From an Individual’s Home to a Shared Home: Personal Experience as the Foundation of Universal Art

Robin Hood Gardens, 2018, Photo: Ed Reeve; © Do Ho Suh

Do Ho Suh (b.1962) has continuously translated his spatial experiences across major cities such as Seoul, New York, and London into architectural installations. One of his recent works, 〈Bridging Home〉, was a public art project installed on Wormwood Street footbridge in London’s East End from September 2018 to August 2020. The work features a traditional Korean hanok, precariously perched on a footbridge in the middle of the London skyline, surrounded by a grove of bamboo. While this work shares similarities with his previous piece of the same title presented at the 2010 Liverpool Biennale, the London installation took a more daring approach. Unlike the Liverpool iteration, where the hanok appeared to be wedged between two buildings, the London version stood independently, allowing the public to engage more closely with it. The precarious positioning of the structure drew immediate attention, an engineering feat that Suh had previously explored in 〈Fallen Star〉(2012) at the University of California, San Diego (UCSD). Given that this was a public art installation in London—a city that Suh considers a second home—it held profound personal significance for him.
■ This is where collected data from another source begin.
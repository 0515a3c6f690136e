//! Bucket and manifest persistence on top of an [`ObjectStore`].

use std::sync::Arc;

use bmt_store::{ObjectKind, ObjectStore, StoredObject, WriteBatch};
use bmt_types::Digest;
use tracing::debug;

use crate::bucket::Bucket;
use crate::error::{BmtError, BmtResult};
use crate::manifest::IndexManifest;

/// Typed access to buckets and manifests in a digest-keyed store.
///
/// Writes are only ever staged into a [`WriteBatch`]; the caller submits the
/// batch with [`write`](Self::write) so that one commit lands atomically.
#[derive(Clone)]
pub struct BucketDb {
    store: Arc<dyn ObjectStore>,
}

impl BucketDb {
    pub fn new(store: Arc<dyn ObjectStore>) -> Self {
        Self { store }
    }

    /// Load the bucket persisted under `digest`.
    ///
    /// The bucket's content is rehashed and must match `digest`.
    pub fn get_bucket(&self, digest: &Digest) -> BmtResult<Bucket> {
        let object = self
            .store
            .read(digest)?
            .ok_or(BmtError::BucketNotFound(*digest))?;
        let mut bucket = Bucket::decode(object.expect_kind(digest, ObjectKind::Bucket)?)?;
        let actual = bucket.recompute_digest();
        if actual != *digest {
            return Err(BmtError::DigestMismatch {
                expected: *digest,
                actual,
            });
        }
        debug!(digest = %digest.short_hex(), entries = bucket.len(), "loaded bucket");
        Ok(bucket)
    }

    /// Stage `bucket` under `digest`.
    pub fn put_bucket(&self, batch: &mut WriteBatch, digest: Digest, bucket: &Bucket) -> BmtResult<()> {
        batch.put(digest, StoredObject::new(ObjectKind::Bucket, bucket.encode()?));
        Ok(())
    }

    /// Load the manifest stored under `root` and check that it folds to it.
    pub fn get_manifest(&self, root: &Digest) -> BmtResult<IndexManifest> {
        let object = self
            .store
            .read(root)?
            .ok_or(BmtError::BucketNotFound(*root))?;
        let manifest = IndexManifest::decode(object.expect_kind(root, ObjectKind::Manifest)?)?;
        let actual = manifest.root();
        if actual != *root {
            return Err(BmtError::DigestMismatch {
                expected: *root,
                actual,
            });
        }
        Ok(manifest)
    }

    /// Stage `manifest` under `root`.
    pub fn put_manifest(
        &self,
        batch: &mut WriteBatch,
        root: Digest,
        manifest: &IndexManifest,
    ) -> BmtResult<()> {
        batch.put(root, StoredObject::new(ObjectKind::Manifest, manifest.encode()?));
        Ok(())
    }

    /// Submit a batch to the store atomically.
    pub fn write(&self, batch: WriteBatch) -> BmtResult<()> {
        let count = batch.len();
        self.store.write_batch(batch)?;
        debug!(count, "batch submitted");
        Ok(())
    }
}

impl std::fmt::Debug for BucketDb {
    fn fmt(&self, f: &mut std::fmt::Formatter<'_>) -> std::fmt::Result {
        f.debug_struct("BucketDb").finish_non_exhaustive()
    }
}

#[cfg(test)]
mod tests {
    use super::*;
    use bmt_store::InMemoryObjectStore;

    fn db() -> BucketDb {
        BucketDb::new(Arc::new(InMemoryObjectStore::new()))
    }

    fn sample_bucket() -> (Digest, Bucket) {
        let mut bucket = Bucket::new();
        bucket.put("key1", b"one");
        bucket.put("key2", b"two");
        (bucket.recompute_digest(), bucket)
    }

    #[test]
    fn put_then_get_bucket() {
        let db = db();
        let (digest, bucket) = sample_bucket();
        let mut batch = WriteBatch::new();
        db.put_bucket(&mut batch, digest, &bucket).unwrap();
        assert!(db.get_bucket(&digest).is_err(), "staged writes are invisible");

        db.write(batch).unwrap();
        assert_eq!(db.get_bucket(&digest).unwrap(), bucket);
    }

    #[test]
    fn missing_bucket() {
        let err = db().get_bucket(&Digest::from_hash([4; 32])).unwrap_err();
        assert!(matches!(err, BmtError::BucketNotFound(_)));
    }

    #[test]
    fn bucket_under_wrong_digest_is_rejected() {
        let db = db();
        let (_, bucket) = sample_bucket();
        let wrong = Digest::from_hash([8; 32]);
        let mut batch = WriteBatch::new();
        db.put_bucket(&mut batch, wrong, &bucket).unwrap();
        db.write(batch).unwrap();

        let err = db.get_bucket(&wrong).unwrap_err();
        assert!(matches!(err, BmtError::DigestMismatch { .. }));
    }

    #[test]
    fn manifest_is_not_a_bucket() {
        let db = db();
        let manifest = IndexManifest::new(1, vec![Digest::from_hash([2; 32])]).unwrap();
        let root = manifest.root();
        let mut batch = WriteBatch::new();
        db.put_manifest(&mut batch, root, &manifest).unwrap();
        db.write(batch).unwrap();

        assert_eq!(db.get_manifest(&root).unwrap(), manifest);
        assert!(matches!(
            db.get_bucket(&root),
            Err(BmtError::Store(bmt_store::StoreError::KindMismatch { .. }))
        ));
    }

    #[test]
    fn manifest_under_wrong_root_is_rejected() {
        let db = db();
        let manifest = IndexManifest::new(1, vec![Digest::from_hash([2; 32])]).unwrap();
        let wrong = Digest::from_hash([3; 32]);
        let mut batch = WriteBatch::new();
        db.put_manifest(&mut batch, wrong, &manifest).unwrap();
        db.write(batch).unwrap();

        assert!(matches!(
            db.get_manifest(&wrong),
            Err(BmtError::DigestMismatch { .. })
        ));
    }
}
Suh’s house project, which began in the late 20th century, originates from his childhood memories of a hanok in Seongbuk-dong, Seoul. While his early works predominantly explored the individual’s role within a collective, his house projects deepened his inquiry into the relationship between subjectivity and space, particularly in the context of cultural memory and displacement. His early work 〈Seoul Home/L.A. Home〉(1999) reconstructed the structure of a traditional Korean hanok using translucent fabric, allowing viewers to experience cultural migration through space. 〈Perfect Home II〉(2003), an installation that reconstructed his New York studio, further explored the theme of cultural displacement. Similarly, 〈Home within Home within Home within Home within Home〉(2013), a large-scale installation at the National Museum of Modern and Contemporary Art (MMCA) in Seoul, superimposed his childhood home in Seoul and his home in the United States within a large ‘Seoul Box’ structure, visualizing the overlapping of lived spaces.

Over time, Suh’s concept of home evolved from his personal home to the home of the "other." A key example is 〈Fallen Star〉(2012), a tilted house installed atop a university building at UCSD, which transcended personal memory and became a universal and anonymous home—a space that any American could associate with their own concept of home. This shift is further evident in his recent video work, 〈Robin Hood Gardens: A Ruin in Reverse〉(2018), commissioned by the Victoria & Albert Museum (V&A). The work documents the demolition of the Brutalist housing estate Robin Hood Gardens in East London and explores the transformation of home from an individual space to a public domain.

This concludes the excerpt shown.